[EMAIL PROTECTED] wrote:
> [...] The malleability of narrow block ciphers is such an issue.

I never said it wasn't, but this is very different than claiming that
"it is not true that the plaintext is *randomized*, contrary to the
common believes."

The plaintext is randomized, but this still leaves malleability issues
as described (for example) in the annex of the standard. Discussing when
these issues pose real problems and what can be done to counter such
problems would be valuable (both to the group and potentially to your
customers). Claiming that the plaintext is not randomized is just a false
statement which is not valuable to anyone.

>> please stop raising red-herring issues (such as "encrypting your own key")
> Again, I am sorry, but I have to. I get paid to clear security related
> questions our customers have or might have. It does not help me, if
> some members of the WG classify them as red-herring, without saying why. 

I believe that I did say why in the meeting this week: An architecture
that allows you to encrypt a key with itself is just wrong. Regardless
of the mode of operation in use, using a cipher such as AES in this
manner means that you operate "outside the warranty" of the cipher.
(Ciphers are never built to be secure when they encrypt their own key.)
The specific issue with LRW that is described in the annex can be easily
handled by an application. (Just one silly example: split your key K
in two pieces, one piece is a random R and the other is R+K). But an
architecture that allows an application to face this issue should never
have been used in the first place. As a general principle, keys are
always more sensitive than data and should be handled differently.
A hierarchy is ok, but cycles should never occur.
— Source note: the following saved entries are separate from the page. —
use std::sync::Arc;
use std::sync::atomic::{AtomicBool, Ordering};

use bytes::{Bytes, BytesMut};
use futures_util::StreamExt;
use url::Url;

use crate::core::{is_insecure, is_redirect, resolve_location};
use crate::data::{FetchOptions, Fetched};
use crate::effects::http::HttpClient;
use crate::error::{FetchError, Result};
use crate::events::{EventSink, NoopSink};

/// Performs single logical fetches: one GET plus any redirects, under a deadline.
///
/// A fetcher never touches the cache, so failed attempts leave no trace.
pub struct Fetcher<C: HttpClient> {
    client: C,
    options: FetchOptions,
    sink: Arc<dyn EventSink>,
    warned_insecure: AtomicBool,
}

impl<C: HttpClient> Fetcher<C> {
    pub fn new(client: C, options: FetchOptions) -> Self {
        Self {
            client,
            options,
            sink: Arc::new(NoopSink),
            warned_insecure: AtomicBool::new(false),
        }
    }

    #[must_use]
    pub fn with_sink(mut self, sink: Arc<dyn EventSink>) -> Self {
        self.sink = sink;
        self
    }

    pub fn options(&self) -> &FetchOptions {
        &self.options
    }

    pub fn sink(&self) -> &Arc<dyn EventSink> {
        &self.sink
    }

    /// Fetch `url`, following redirects, within the configured timeout.
    ///
    /// On timeout the request future is dropped, which aborts the
    /// underlying connection.
    pub async fn fetch_once(&self, url: &Url) -> Result<Fetched> {
        let timeout = self.options.timeout;
        match tokio::time::timeout(timeout, self.follow(url)).await {
            Ok(result) => result,
            Err(_) => Err(FetchError::Timeout {
                url: url.to_string(),
                timeout,
            }),
        }
    }

    async fn follow(&self, start: &Url) -> Result<Fetched> {
        let mut url = start.clone();
        let mut redirects = 0u32;

        loop {
            self.warn_if_insecure(&url);
            tracing::debug!(%url, redirects, "GET");

            let response = self.client.get(&url).await.map_err(|e| FetchError::Transport {
                url: url.to_string(),
                message: e.to_string(),
            })?;

            match response.status {
                200 => {
                    let mut body = BytesMut::new();
                    let mut stream = response.body;
                    while let Some(chunk) = stream.next().await {
                        let chunk = chunk.map_err(|e| FetchError::Transport {
                            url: url.to_string(),
                            message: e.to_string(),
                        })?;
                        body.extend_from_slice(&chunk);
                    }
                    return Ok(Fetched {
                        url,
                        body: Bytes::from(body),
                        redirects,
                    });
                }
                status if is_redirect(status) => {
                    let next = response
                        .location
                        .as_deref()
                        .and_then(|location| resolve_location(&url, location))
                        .ok_or_else(|| FetchError::InvalidRedirect {
                            url: url.to_string(),
                            location: response.location.clone(),
                        })?;

                    redirects += 1;
                    if redirects > self.options.max_redirects {
                        return Err(FetchError::TooManyRedirects {
                            url: start.to_string(),
                            limit: self.options.max_redirects,
                        });
                    }
                    tracing::debug!(from = %url, to = %next, status, "redirect");
                    url = next;
                }
                code => {
                    return Err(FetchError::HttpStatus {
                        url: url.to_string(),
                        code,
                    });
                }
            }
        }
    }

    fn warn_if_insecure(&self, url: &Url) {
        if is_insecure(url) && !self.warned_insecure.swap(true, Ordering::Relaxed) {
            let text = format!("fetching {url} over plain http; content is not protected in transit");
            tracing::warn!("{text}");
            self.sink.warning(&text);
        }
    }
}
use std::collections::{HashMap, VecDeque};
use std::sync::Arc;

use futures_util::future::BoxFuture;
use futures_util::stream::FuturesUnordered;
use futures_util::{FutureExt, StreamExt};
use tokio::sync::{Semaphore, mpsc, oneshot};
use tokio::task::JoinError;
use url::Url;

use crate::data::{FetchJob, Fetched};
use crate::effects::cache::ContentCache;
use crate::effects::fetcher::Fetcher;
use crate::effects::http::HttpClient;
use crate::error::{FetchError, Result};
use crate::events::EventSink;

type Reply = oneshot::Sender<Result<Fetched>>;
type Settled = (FetchJob, std::result::Result<Result<Fetched>, JoinError>);

struct Request {
    url: Url,
    reply: Reply,
}

/// Bounded-concurrency fetch queue in front of a [`ContentCache`].
///
/// Handles are cheap to clone. All of them talk to one dispatcher task that
/// owns the job queue, the waiter lists and the worker slots. The dispatcher
/// exits once every handle is dropped and outstanding jobs have settled.
#[derive(Clone)]
pub struct FetchQueue {
    cache: Arc<ContentCache>,
    requests: mpsc::UnboundedSender<Request>,
}

impl FetchQueue {
    /// Spawn the dispatcher on the current tokio runtime.
    ///
    /// # Panics
    ///
    /// Panics if called outside a tokio runtime.
    pub fn new<C>(fetcher: Fetcher<C>, cache: Arc<ContentCache>) -> Self
    where
        C: HttpClient + 'static,
    {
        let (requests, inbox) = mpsc::unbounded_channel();
        let dispatcher = Dispatcher::new(fetcher, Arc::clone(&cache));
        tokio::spawn(dispatcher.run(inbox));
        Self { cache, requests }
    }

    pub fn cache(&self) -> &Arc<ContentCache> {
        &self.cache
    }

    /// Return the body for `url`, fetching it at most once per build.
    ///
    /// Concurrent calls for a URL that is already queued or in flight wait on
    /// that job instead of issuing their own request.
    ///
    /// # Errors
    ///
    /// The job's terminal error: [`FetchError::Exhausted`] once the retry
    /// budget is spent, or a non-retryable error such as
    /// [`FetchError::TooManyRedirects`].
    pub async fn fetch_and_cache(&self, url: &Url) -> Result<Fetched> {
        if let Some(hit) = self.cache.lookup(url) {
            return Ok(hit);
        }

        let (reply, outcome) = oneshot::channel();
        self.requests
            .send(Request {
                url: url.clone(),
                reply,
            })
            .map_err(|_| FetchError::QueueClosed)?;

        outcome.await.map_err(|_| FetchError::QueueClosed)?
    }
}

struct Dispatcher<C: HttpClient> {
    fetcher: Arc<Fetcher<C>>,
    cache: Arc<ContentCache>,
    sink: Arc<dyn EventSink>,
    slots: Arc<Semaphore>,
    max_attempts: u32,
    queue: VecDeque<FetchJob>,
    waiters: HashMap<Url, Vec<Reply>>,
    in_flight: FuturesUnordered<BoxFuture<'static, Settled>>,
}

impl<C: HttpClient + 'static> Dispatcher<C> {
    fn new(fetcher: Fetcher<C>, cache: Arc<ContentCache>) -> Self {
        let options = fetcher.options();
        let slots = Arc::new(Semaphore::new(options.max_concurrent.max(1)));
        let max_attempts = options.retries.max(1);
        let sink = Arc::clone(fetcher.sink());

        Self {
            fetcher: Arc::new(fetcher),
            cache,
            sink,
            slots,
            max_attempts,
            queue: VecDeque::new(),
            waiters: HashMap::new(),
            in_flight: FuturesUnordered::new(),
        }
    }

    async fn run(mut self, mut inbox: mpsc::UnboundedReceiver<Request>) {
        let mut open = true;

        loop {
            self.dispatch();

            if !open && self.queue.is_empty() && self.in_flight.is_empty() {
                break;
            }

            tokio::select! {
                request = inbox.recv(), if open => match request {
                    Some(request) => self.accept(request),
                    None => open = false,
                },
                Some(settled) = self.in_flight.next(), if !self.in_flight.is_empty() => {
                    self.settle(settled);
                }
                else => break,
            }
        }

        tracing::debug!("fetch queue stopped");
    }

    fn accept(&mut self, Request { url, reply }: Request) {
        if let Some(hit) = self.cache.lookup(&url) {
            let _ = reply.send(Ok(hit));
            return;
        }

        match self.waiters.get_mut(&url) {
            Some(waiting) => waiting.push(reply),
            None => {
                self.waiters.insert(url.clone(), vec![reply]);
                self.queue.push_back(FetchJob::new(url));
            }
        }
    }

    /// Start queued jobs while worker slots are free.
    fn dispatch(&mut self) {
        while !self.queue.is_empty() {
            let Ok(permit) = Arc::clone(&self.slots).try_acquire_owned() else {
                break;
            };
            let Some(mut job) = self.queue.pop_front() else {
                break;
            };

            job.start();
            if job.attempts == 1 {
                self.sink.module_started(job.url.as_str());
            }
            tracing::debug!(url = %job.url, attempt = job.attempts, "dispatch");

            let fetcher = Arc::clone(&self.fetcher);
            let url = job.url.clone();
            let handle = tokio::spawn(async move {
                let outcome = fetcher.fetch_once(&url).await;
                drop(permit);
                outcome
            });
            self.in_flight.push(handle.map(move |joined| (job, joined)).boxed());
        }
    }

    fn settle(&mut self, (mut job, joined): Settled) {
        let outcome = joined.unwrap_or_else(|e| {
            Err(FetchError::Transport {
                url: job.url.to_string(),
                message: format!("fetch task failed: {e}"),
            })
        });

        match outcome {
            Ok(fetched) => {
                job.succeed(fetched.redirects);
                self.cache.put(fetched.url.clone(), fetched.body.clone());
                self.cache.alias(job.url.clone(), fetched.url.clone());
                self.sink.module_completed(job.url.as_str());
                self.resolve(&job.url, Ok(fetched));
            }
            Err(err) if err.is_retryable() && job.can_retry(self.max_attempts) => {
                job.requeue();
                let text = format!(
                    "{err}; retrying ({}/{})",
                    job.attempts, self.max_attempts
                );
                tracing::warn!(url = %job.url, "{text}");
                self.sink.warning(&text);
                job.enqueue();
                self.queue.push_back(job);
            }
            Err(err) if err.is_retryable() => {
                job.exhaust();
                tracing::error!(url = %job.url, attempts = job.attempts, "{err}");
                let exhausted = FetchError::Exhausted {
                    url: job.url.to_string(),
                    attempts: job.attempts,
                    last: Box::new(err),
                };
                self.resolve(&job.url, Err(exhausted));
            }
            Err(err) => {
                job.exhaust();
                tracing::error!(url = %job.url, "{err}");
                self.resolve(&job.url, Err(err));
            }
        }
    }

    fn resolve(&mut self, url: &Url, outcome: Result<Fetched>) {
        for reply in self.waiters.remove(url).unwrap_or_default() {
            let _ = reply.send(outcome.clone());
        }
    }
}
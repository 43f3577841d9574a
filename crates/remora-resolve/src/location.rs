use std::fmt;
use std::path::{Path, PathBuf};

use url::Url;

/// Which loader services a resolved module.
#[derive(Debug, Clone, Copy, PartialEq, Eq, Hash)]
pub enum Namespace {
    Remote,
    Local,
    External,
}

impl fmt::Display for Namespace {
    fn fmt(&self, f: &mut fmt::Formatter<'_>) -> fmt::Result {
        match self {
            Namespace::Remote => write!(f, "remote"),
            Namespace::Local => write!(f, "local"),
            Namespace::External => write!(f, "external"),
        }
    }
}

/// Canonical identity of a module; the key for dedup and caching.
#[derive(Debug, Clone, PartialEq, Eq, Hash, PartialOrd, Ord)]
pub enum Location {
    Remote(Url),
    File(PathBuf),
    External(String),
}

impl Location {
    pub fn namespace(&self) -> Namespace {
        match self {
            Location::Remote(_) => Namespace::Remote,
            Location::File(_) => Namespace::Local,
            Location::External(_) => Namespace::External,
        }
    }

    pub fn as_url(&self) -> Option<&Url> {
        match self {
            Location::Remote(url) => Some(url),
            _ => None,
        }
    }

    pub fn as_path(&self) -> Option<&Path> {
        match self {
            Location::File(path) => Some(path),
            _ => None,
        }
    }
}

impl fmt::Display for Location {
    fn fmt(&self, f: &mut fmt::Formatter<'_>) -> fmt::Result {
        match self {
            Location::Remote(url) => write!(f, "{url}"),
            Location::File(path) => write!(f, "{}", path.display()),
            Location::External(name) => write!(f, "{name}"),
        }
    }
}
On a more practical level, I have seen quite a few architectures for
key management over the years, and not of them had that issue. This
is not to say that there aren't architectures out there are designed
badly enough to have this issue, but I am sure that (a) they are not
common, and (b) any design which is that bad would have also many other
problems.


>> making false claims (such as the "one bit" claim)
> I never said that an attacker gets one bit information about the
> plaintext or the ciphertext, but the test in the file receives "one bit
> information: change happened". The block it checks is either 0 or not.
> This is one bit information about the existence of ciphertext change,
> with the implicit knowledge that the original content was 0. 

And the exact same knowledge is leaked also when you have "true
randomization" (and even when you are using a truly authenticated
encryption mode). Assuming (as I am) that in the context of this standard
we can always use truly authenticated encryption as "the best we can hope
to achieve", this means that this concern is outside the scope. Nothing
that you can do at this level can address it, so it must be addressed
at a different level (either via access control on the media or via some
encoding scheme at the application, or whatever).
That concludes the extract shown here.